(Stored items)
Segment Open
use indexmap::IndexMap;
use serde::{Deserialize, Serialize, Serializer};

/// Prefix of every component reference in the generated document
pub const COMPONENTS_PREFIX: &str = "#/components/schemas/";

/// One node of the generated schema graph.
#[derive(Debug, Clone, PartialEq)]
pub enum SchemaNode {
    Object(ObjectSchema),
    Array(ArraySchema),
    /// Named pointer into the components registry
    Reference(String),
    Primitive(PrimitiveSchema),
    OneOf(OneOfSchema),
    /// Nullability carried around a node that cannot hold it itself (references)
    Nullable(Box<SchemaNode>),
}

/// Object node with ordered properties
#[derive(Debug, Clone, Default, PartialEq)]
pub struct ObjectSchema {
    pub properties: IndexMap<String, SchemaNode>,
    pub required: Vec<String>,
    pub additional_properties: Option<Box<SchemaNode>>,
    pub nullable: bool,
}

#[derive(Debug, Clone, PartialEq)]
pub struct ArraySchema {
    pub items: Box<SchemaNode>,
    pub min_items: Option<u64>,
    pub max_items: Option<u64>,
    pub nullable: bool,
}

#[derive(Debug, Clone, PartialEq)]
pub struct OneOfSchema {
    pub members: Vec<SchemaNode>,
    pub nullable: bool,
}

/// Primitive schema types
#[derive(Debug, Clone, Copy, PartialEq, Eq)]
pub enum PrimitiveType {
    String,
    Integer,
    Number,
    Boolean,
}

impl PrimitiveType {
    pub fn as_str(&self) -> &'static str {
        match self {
            PrimitiveType::String => "string",
            PrimitiveType::Integer => "integer",
            PrimitiveType::Number => "number",
            PrimitiveType::Boolean => "boolean",
        }
    }

    pub fn is_numeric(&self) -> bool {
        matches!(self, PrimitiveType::Integer | PrimitiveType::Number)
    }
}

#[derive(Debug, Clone, PartialEq)]
pub struct PrimitiveSchema {
    pub kind: PrimitiveType,
    pub format: Option<String>,
    pub nullable: bool,
    pub enum_values: Option<Vec<String>>,
    pub minimum: Option<f64>,
    pub maximum: Option<f64>,
    pub min_length: Option<u64>,
    pub max_length: Option<u64>,
}

impl PrimitiveSchema {
    pub fn new(kind: PrimitiveType) -> Self {
        Self {
            kind,
            format: None,
            nullable: false,
            enum_values: None,
            minimum: None,
            maximum: None,
            min_length: None,
            max_length: None,
        }
    }
}

impl SchemaNode {
    pub fn primitive(kind: PrimitiveType) -> Self {
        SchemaNode::Primitive(PrimitiveSchema::new(kind))
    }

    pub fn string() -> Self {
        Self::primitive(PrimitiveType::String)
    }

    pub fn integer() -> Self {
        Self::primitive(PrimitiveType::Integer)
    }

    pub fn boolean() -> Self {
        Self::primitive(PrimitiveType::Boolean)
    }

    /// Primitive node with a format, e.g. `string`/`email`
    pub fn formatted(kind: PrimitiveType, format: &str) -> Self {
        let mut schema = PrimitiveSchema::new(kind);
        schema.format = Some(format.to_string());
        SchemaNode::Primitive(schema)
    }

    /// Object without declared properties
    pub fn object() -> Self {
        SchemaNode::Object(ObjectSchema::default())
    }

    pub fn array(items: SchemaNode) -> Self {
        SchemaNode::Array(ArraySchema {
            items: Box::new(items),
            min_items: None,
            max_items: None,
            nullable: false,
        })
    }

    pub fn reference(name: &str) -> Self {
        SchemaNode::Reference(name.to_string())
    }

    pub fn one_of(members: Vec<SchemaNode>) -> Self {
        SchemaNode::OneOf(OneOfSchema {
            members,
            nullable: false,
        })
    }

    /// Marks the node as accepting null. References are wrapped instead of mutated.
    pub fn into_nullable(self) -> Self {
        match self {
            SchemaNode::Object(mut object) => {
                object.nullable = true;
                SchemaNode::Object(object)
            }
            SchemaNode::Array(mut array) => {
                array.nullable = true;
                SchemaNode::Array(array)
            }
            SchemaNode::Primitive(mut primitive) => {
                primitive.nullable = true;
                SchemaNode::Primitive(primitive)
            }
            SchemaNode::OneOf(mut one_of) => {
                one_of.nullable = true;
                SchemaNode::OneOf(one_of)
            }
            SchemaNode::Reference(_) => SchemaNode::Nullable(Box::new(self)),
            nullable @ SchemaNode::Nullable(_) => nullable,
        }
    }

    pub fn is_nullable(&self) -> bool {
        match self {
            SchemaNode::Object(object) => object.nullable,
            SchemaNode::Array(array) => array.nullable,
            SchemaNode::Primitive(primitive) => primitive.nullable,
            SchemaNode::OneOf(one_of) => one_of.nullable,
            SchemaNode::Reference(_) => false,
            SchemaNode::Nullable(_) => true,
        }
    }

    /// Name of the component this node points at, looking through a nullable wrapper
    pub fn reference_name(&self) -> Option<&str> {
        match self {
            SchemaNode::Reference(name) => Some(name),
            SchemaNode::Nullable(inner) => inner.reference_name(),
            _ => None,
        }
    }

    pub fn as_object(&self) -> Option<&ObjectSchema> {
        match self {
            SchemaNode::Object(object) => Some(object),
            _ => None,
        }
    }

    /// Every component name referenced anywhere below this node
    pub fn collect_references<'a>(&'a self, out: &mut Vec<&'a str>) {
        match self {
            SchemaNode::Reference(name) => out.push(name),
            SchemaNode::Nullable(inner) => inner.collect_references(out),
            SchemaNode::Array(array) => array.items.collect_references(out),
            SchemaNode::OneOf(one_of) => {
                for member in &one_of.members {
                    member.collect_references(out);
                }
            }
            SchemaNode::Object(object) => {
                for property in object.properties.values() {
                    property.collect_references(out);
                }
                if let Some(additional) = &object.additional_properties {
                    additional.collect_references(out);
                }
            }
            SchemaNode::Primitive(_) => {}
        }
    }

    /// Converts the node to its OpenAPI 3.0 wire form
    pub fn to_wire(&self) -> Schema {
        match self {
            SchemaNode::Reference(name) => Schema {
                reference: Some(format!("{}{}", COMPONENTS_PREFIX, name)),
                ..Schema::default()
            },
            SchemaNode::Nullable(inner) => Schema {
                nullable: Some(true),
                all_of: Some(vec![inner.to_wire()]),
                ..Schema::default()
            },
            SchemaNode::Object(object) => Schema {
                schema_type: Some("object".to_string()),
                properties: if object.properties.is_empty() {
                    None
                } else {
                    Some(
                        object
                            .properties
                            .iter()
                            .map(|(name, node)| (name.clone(), node.to_wire()))
                            .collect(),
                    )
                },
                required: if object.required.is_empty() {
                    None
                } else {
                    Some(object.required.clone())
                },
                additional_properties: object
                    .additional_properties
                    .as_ref()
                    .map(|node| Box::new(node.to_wire())),
                nullable: object.nullable.then_some(true),
                ..Schema::default()
            },
            SchemaNode::Array(array) => Schema {
                schema_type: Some("array".to_string()),
                items: Some(Box::new(array.items.to_wire())),
                min_items: array.min_items,
                max_items: array.max_items,
                nullable: array.nullable.then_some(true),
                ..Schema::default()
            },
            SchemaNode::OneOf(one_of) => Schema {
                one_of: Some(one_of.members.iter().map(SchemaNode::to_wire).collect()),
                nullable: one_of.nullable.then_some(true),
                ..Schema::default()
            },
            SchemaNode::Primitive(primitive) => Schema {
                schema_type: Some(primitive.kind.as_str().to_string()),
                format: primitive.format.clone(),
                nullable: primitive.nullable.then_some(true),
                enum_values: primitive
                    .enum_values
                    .as_ref()
                    .map(|values| enum_to_wire(primitive.kind, values)),
                minimum: primitive.minimum,
                maximum: primitive.maximum,
                min_length: primitive.min_length,
                max_length: primitive.max_length,
                ..Schema::default()
            },
        }
    }
}

impl Serialize for SchemaNode {
    fn serialize<S>(&self, serializer: S) -> Result<S::Ok, S::Error>
    where
        S: Serializer,
    {
        self.to_wire().serialize(serializer)
    }
}

/// Enum values are written as numbers for numeric types when every value parses
fn enum_to_wire(kind: PrimitiveType, values: &[String]) -> Vec<serde_json::Value> {
    if kind.is_numeric() {
        let numbers: Option<Vec<serde_json::Value>> = values
            .iter()
            .map(|v| {
                v.parse::<i64>()
                    .map(serde_json::Value::from)
                    .ok()
                    .or_else(|| v.parse::<f64>().ok().map(serde_json::Value::from))
            })
            .collect();
        if let Some(numbers) = numbers {
            return numbers;
        }
    }
    values
        .iter()
        .map(|v| serde_json::Value::String(v.clone()))
        .collect()
}

/// Serialize `Option<f64>` as an integer when the value has no fractional part.
#[allow(clippy::ref_option)]
fn serialize_number_constraint<S>(value: &Option<f64>, serializer: S) -> Result<S::Ok, S::Error>
where
    S: Serializer,
{
    match value {
        Some(v) if v.fract() == 0.0 && v.abs() < i64::MAX as f64 => {
            serializer.serialize_some(&(*v as i64))
        }
        Some(v) => serializer.serialize_some(v),
        None => serializer.serialize_none(),
    }
}

/// OpenAPI Schema object as written to the document
#[derive(Debug, Clone, Default, PartialEq, Serialize, Deserialize)]
#[serde(rename_all = "camelCase")]
pub struct Schema {
    /// Reference to another schema
    #[serde(rename = "$ref", skip_serializing_if = "Option::is_none")]
    pub reference: Option<String>,
    /// The type of the schema (string, integer, object, array, etc.)
    #[serde(rename = "type", skip_serializing_if = "Option::is_none")]
    pub schema_type: Option<String>,
    /// Format for primitive types (e.g., "email", "date-time")
    #[serde(skip_serializing_if = "Option::is_none")]
    pub format: Option<String>,
    #[serde(skip_serializing_if = "Option::is_none")]
    pub nullable: Option<bool>,
    #[serde(rename = "enum", skip_serializing_if = "Option::is_none")]
    pub enum_values: Option<Vec<serde_json::Value>>,
    #[serde(
        skip_serializing_if = "Option::is_none",
        serialize_with = "serialize_number_constraint",
        default
    )]
    pub minimum: Option<f64>,
    #[serde(
        skip_serializing_if = "Option::is_none",
        serialize_with = "serialize_number_constraint",
        default
    )]
    pub maximum: Option<f64>,
    #[serde(skip_serializing_if = "Option::is_none")]
    pub min_length: Option<u64>,
    #[serde(skip_serializing_if = "Option::is_none")]
    pub max_length: Option<u64>,
    /// Items schema for array types
    #[serde(skip_serializing_if = "Option::is_none")]
    pub items: Option<Box<Schema>>,
    #[serde(skip_serializing_if = "Option::is_none")]
    pub min_items: Option<u64>,
    #[serde(skip_serializing_if = "Option::is_none")]
    pub max_items: Option<u64>,
    /// Properties for object types, in declaration order
    #[serde(skip_serializing_if = "Option::is_none")]
    pub properties: Option<IndexMap<String, Schema>>,
    /// Required field names for object types
    #[serde(skip_serializing_if = "Option::is_none")]
    pub required: Option<Vec<String>>,
    #[serde(skip_serializing_if = "Option::is_none")]
    pub additional_properties: Option<Box<Schema>>,
    #[serde(skip_serializing_if = "Option::is_none")]
    pub one_of: Option<Vec<Schema>>,
    #[serde(skip_serializing_if = "Option::is_none")]
    pub all_of: Option<Vec<Schema>>,
}
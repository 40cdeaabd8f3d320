//! Component schema registry for one generation run.
//!
//! The registry maps type identities to component names and holds the schema body for every
//! name. A name is reserved *before* the type's fields are analyzed, so a type that reaches
//! itself again (directly or through other types) resolves to a reference to the reserved
//! name instead of recursing forever.
//!
//! Names are the unqualified type name. When a second, different identity shares that short
//! name it gets a name qualified by its full identity (`App.Http.V2.UserResource`), so neither
//! schema overwrites the other.

use crate::metadata::short_name;
use crate::schema::SchemaNode;
use log::debug;
use std::collections::{BTreeMap, HashMap};

/// Outcome of [`SchemaRegistry::register`]
#[derive(Debug, Clone, PartialEq, Eq)]
pub struct Registration {
    /// Component name reserved for the identity
    pub name: String,
    /// Whether this call created the reservation
    pub is_new: bool,
}

#[derive(Debug, Clone)]
enum Slot {
    /// Reserved, fields not yet analyzed
    Pending,
    Ready(SchemaNode),
}

#[derive(Debug, Default)]
pub struct SchemaRegistry {
    /// identity -> component name
    names: HashMap<String, String>,
    /// component name -> identity
    owners: HashMap<String, String>,
    /// component name -> body
    slots: BTreeMap<String, Slot>,
}

impl SchemaRegistry {
    pub fn new() -> Self {
        Self::default()
    }

    /// Reserves a component name for `identity`. Idempotent per identity.
    pub fn register(&mut self, identity: &str) -> Registration {
        if let Some(name) = self.names.get(identity) {
            return Registration {
                name: name.clone(),
                is_new: false,
            };
        }

        let name = self.choose_name(identity);
        debug!("Registering schema {} for {}", name, identity);

        self.names.insert(identity.to_string(), name.clone());
        self.owners.insert(name.clone(), identity.to_string());
        self.slots.insert(name.clone(), Slot::Pending);

        Registration { name, is_new: true }
    }

    /// Stores the analyzed body for a reserved name
    pub fn fill(&mut self, name: &str, schema: SchemaNode) {
        debug!("Filling schema {}", name);
        self.slots.insert(name.to_string(), Slot::Ready(schema));
    }

    pub fn name_of(&self, identity: &str) -> Option<&str> {
        self.names.get(identity).map(String::as_str)
    }

    /// Analyzed body of a component, `None` while it is still pending
    pub fn get(&self, name: &str) -> Option<&SchemaNode> {
        match self.slots.get(name) {
            Some(Slot::Ready(schema)) => Some(schema),
            _ => None,
        }
    }

    pub fn is_pending(&self, name: &str) -> bool {
        matches!(self.slots.get(name), Some(Slot::Pending))
    }

    pub fn contains(&self, name: &str) -> bool {
        self.slots.contains_key(name)
    }

    pub fn len(&self) -> usize {
        self.slots.len()
    }

    pub fn is_empty(&self) -> bool {
        self.slots.is_empty()
    }

    /// Snapshot of all components. Reservations that were never filled (their analysis
    /// failed) are emitted as generic objects so every reference still resolves.
    pub fn all_entries(&self) -> BTreeMap<String, SchemaNode> {
        self.slots
            .iter()
            .map(|(name, slot)| {
                let schema = match slot {
                    Slot::Ready(schema) => schema.clone(),
                    Slot::Pending => {
                        debug!("Schema {} was never filled, using generic object", name);
                        SchemaNode::object()
                    }
                };
                (name.clone(), schema)
            })
            .collect()
    }

    /// Drops every reservation and body
    pub fn reset(&mut self) {
        debug!("Resetting schema registry ({} entries)", self.slots.len());
        self.names.clear();
        self.owners.clear();
        self.slots.clear();
    }

    fn choose_name(&self, identity: &str) -> String {
        let short = short_name(identity);
        if !self.owners.contains_key(short) {
            return short.to_string();
        }

        let qualified = qualified_name(identity);
        if !self.owners.contains_key(&qualified) {
            debug!(
                "Short name {} already taken by {}, using {}",
                short, self.owners[short], qualified
            );
            return qualified;
        }

        let mut suffix = 2;
        loop {
            let candidate = format!("{}_{}", qualified, suffix);
            if !self.owners.contains_key(&candidate) {
                return candidate;
            }
            suffix += 1;
        }
    }
}

/// Identity with namespace separators normalized to dots
fn qualified_name(identity: &str) -> String {
    identity
        .split(['\\', '/', '.', ':'])
        .filter(|segment| !segment.is_empty())
        .collect::<Vec<_>>()
        .join(".")
}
Segment Closed
> **Work request**: Only the lines above from the one with "created the reservation" up to and including the one with "pub fn is_empty(&self)" should be repeated, exactly as written.

> **Result**:
    /// Whether this call created the reservation
    pub is_new: bool,
}

#[derive(Debug, Clone)]
enum Slot {
    /// Reserved, fields not yet analyzed
    Pending,
    Ready(SchemaNode),
}

#[derive(Debug, Default)]
pub struct SchemaRegistry {
    /// identity -> component name
    names: HashMap<String, String>,
    /// component name -> identity
    owners: HashMap<String, String>,
    /// component name -> body
    slots: BTreeMap<String, Slot>,
}

impl SchemaRegistry {
    pub fn new() -> Self {
        Self::default()
    }

    /// Reserves a component name for `identity`. Idempotent per identity.
    pub fn register(&mut self, identity: &str) -> Registration {
        if let Some(name) = self.names.get(identity) {
            return Registration {
                name: name.clone(),
                is_new: false,
            };
        }

        let name = self.choose_name(identity);
        debug!("Registering schema {} for {}", name, identity);

        self.names.insert(identity.to_string(), name.clone());
        self.owners.insert(name.clone(), identity.to_string());
        self.slots.insert(name.clone(), Slot::Pending);

        Registration { name, is_new: true }
    }

    /// Stores the analyzed body for a reserved name
    pub fn fill(&mut self, name: &str, schema: SchemaNode) {
        debug!("Filling schema {}", name);
        self.slots.insert(name.to_string(), Slot::Ready(schema));
    }

    pub fn name_of(&self, identity: &str) -> Option<&str> {
        self.names.get(identity).map(String::as_str)
    }

    /// Analyzed body of a component, `None` while it is still pending
    pub fn get(&self, name: &str) -> Option<&SchemaNode> {
        match self.slots.get(name) {
            Some(Slot::Ready(schema)) => Some(schema),
            _ => None,
        }
    }

    pub fn is_pending(&self, name: &str) -> bool {
        matches!(self.slots.get(name), Some(Slot::Pending))
    }

    pub fn contains(&self, name: &str) -> bool {
        self.slots.contains_key(name)
    }

    pub fn len(&self) -> usize {
        self.slots.len()
    }

    pub fn is_empty(&self) -> bool {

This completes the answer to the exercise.